use chrono::Utc;
use tracing::{debug, info};

use crate::access::{require, Actor};
use crate::error::{Result, SocietyError};
use crate::store::{Database, Store, User, Vehicle, VehicleType};

#[derive(Debug, Clone)]
pub struct VehicleForm {
    pub number_plate: String,
    pub vehicle_type: VehicleType,
    pub color: String,
    pub brand: String,
    pub model: String,
}

/// Plates are matched on their upper-case spelling.
pub fn normalize_plate(plate: &str) -> String {
    plate.trim().to_uppercase()
}

pub fn add_vehicle(store: &mut Store, actor: Actor, form: &VehicleForm) -> Result<Vehicle> {
    require(&form.number_plate, "Number plate and vehicle type are required")?;
    let plate = normalize_plate(&form.number_plate);

    let vehicle = store.transaction(|db| {
        let owner = actor.member(db)?.clone();
        if db
            .vehicles
            .iter()
            .any(|v| v.society_id == owner.society_id && v.number_plate == plate)
        {
            return Err(SocietyError::DuplicateVehicle(plate.clone()));
        }

        let vehicle = Vehicle {
            id: db.next_vehicle_id(),
            society_id: owner.society_id,
            user_id: owner.id,
            flat_id: owner.flat_id,
            number_plate: plate.clone(),
            vehicle_type: form.vehicle_type,
            color: form.color.trim().to_string(),
            brand: form.brand.trim().to_string(),
            model: form.model.trim().to_string(),
            created_at: Utc::now(),
        };
        db.vehicles.push(vehicle.clone());
        Ok(vehicle)
    })?;

    info!(vehicle_id = vehicle.id, plate = %vehicle.number_plate, "vehicle added");
    Ok(vehicle)
}

/// The acting user's own vehicles, oldest first.
pub fn list_vehicles(db: &Database, actor: Actor) -> Result<Vec<&Vehicle>> {
    let user = actor.member(db)?;
    Ok(db.vehicles.iter().filter(|v| v.user_id == user.id).collect())
}

pub fn remove_vehicle(store: &mut Store, actor: Actor, vehicle_id: u64) -> Result<Vehicle> {
    let removed = store.transaction(|db| {
        let idx = db
            .vehicles
            .iter()
            .position(|v| v.id == vehicle_id && v.society_id == actor.society_id)
            .ok_or(SocietyError::VehicleNotFound)?;
        let owner_id = db.vehicles[idx].user_id;
        actor.owner_or_committee(db, owner_id, "only the owner can remove a vehicle")?;
        Ok(db.vehicles.remove(idx))
    })?;

    info!(vehicle_id, plate = %removed.number_plate, "vehicle removed");
    Ok(removed)
}

#[derive(Debug)]
pub struct VehicleMatch<'a> {
    pub vehicle: &'a Vehicle,
    pub owner: Option<&'a User>,
    pub flat_number: Option<&'a str>,
}

/// Look up a plate within one society.
pub fn find_vehicle<'a>(db: &'a Database, society_id: u64, plate: &str) -> Result<VehicleMatch<'a>> {
    require(plate, "Please enter a number plate")?;
    let plate = normalize_plate(plate);
    debug!(society_id, plate = %plate, "vehicle search");

    let vehicle = db
        .vehicles
        .iter()
        .find(|v| v.society_id == society_id && v.number_plate == plate)
        .ok_or(SocietyError::VehicleNotFound)?;

    Ok(VehicleMatch {
        vehicle,
        owner: db.users.iter().find(|u| u.id == vehicle.user_id),
        flat_number: db.flat(vehicle.flat_id).ok().map(|f| f.flat_number.as_str()),
    })
}

#[cfg(test)]
mod tests {
    use super::*;
    use crate::fixtures::Fixture;

    fn bike(plate: &str) -> VehicleForm {
        VehicleForm {
            number_plate: plate.to_string(),
            vehicle_type: VehicleType::TwoWheeler,
            color: "Red".to_string(),
            brand: "Honda".to_string(),
            model: "Activa".to_string(),
        }
    }

    #[test]
    fn test_add_uppercases_plate_and_links_flat() {
        let mut fx = Fixture::new();
        let vehicle = add_vehicle(&mut fx.store, fx.resident, &bike(" mh12ab1234 ")).unwrap();
        assert_eq!(vehicle.number_plate, "MH12AB1234");
        assert_eq!(vehicle.flat_id, fx.resident_flat_id());
        assert_eq!(list_vehicles(fx.store.db(), fx.resident).unwrap().len(), 1);
        assert!(list_vehicles(fx.store.db(), fx.chairman).unwrap().is_empty());
    }

    #[test]
    fn test_plate_required() {
        let mut fx = Fixture::new();
        let err = add_vehicle(&mut fx.store, fx.resident, &bike("   ")).unwrap_err();
        assert_eq!(err.to_string(), "Number plate and vehicle type are required");
    }

    #[test]
    fn test_duplicate_plate_in_society_rejected() {
        let mut fx = Fixture::new();
        add_vehicle(&mut fx.store, fx.resident, &bike("MH12AB1234")).unwrap();
        let err = add_vehicle(&mut fx.store, fx.chairman, &bike("mh12ab1234")).unwrap_err();
        assert!(matches!(err, SocietyError::DuplicateVehicle(_)));
    }

    #[test]
    fn test_search_finds_owner() {
        let mut fx = Fixture::new();
        add_vehicle(&mut fx.store, fx.resident, &bike("MH12AB1234")).unwrap();

        let found = find_vehicle(fx.store.db(), fx.society_id, "mh12ab1234").unwrap();
        assert_eq!(found.owner.unwrap().email, "resident@example.com");
        assert_eq!(found.flat_number, Some("A-101"));
    }

    #[test]
    fn test_search_miss_is_not_found() {
        let fx = Fixture::new();
        let err = find_vehicle(fx.store.db(), fx.society_id, "KA01ZZ0000").unwrap_err();
        assert!(matches!(err, SocietyError::VehicleNotFound));
    }

    #[test]
    fn test_search_is_scoped_to_society() {
        let mut fx = Fixture::new();
        add_vehicle(&mut fx.store, fx.resident, &bike("MH12AB1234")).unwrap();
        let err = find_vehicle(fx.store.db(), fx.society_id + 1, "MH12AB1234").unwrap_err();
        assert!(matches!(err, SocietyError::VehicleNotFound));
    }

    #[test]
    fn test_only_owner_or_committee_removes() {
        let mut fx = Fixture::new();
        let other = fx.add_resident("other@example.com", "B-201");
        let vehicle = add_vehicle(&mut fx.store, fx.resident, &bike("MH12AB1234")).unwrap();

        let err = remove_vehicle(&mut fx.store, other, vehicle.id).unwrap_err();
        assert!(matches!(err, SocietyError::PermissionDenied(_)));

        remove_vehicle(&mut fx.store, fx.chairman, vehicle.id).unwrap();
        assert!(fx.store.db().vehicles.is_empty());
    }
}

§ YOUR TASK
In the entries above, tally the lines that include the string "other". Give the figure only.

§ SOLUTION FOR THIS PROBLEM
2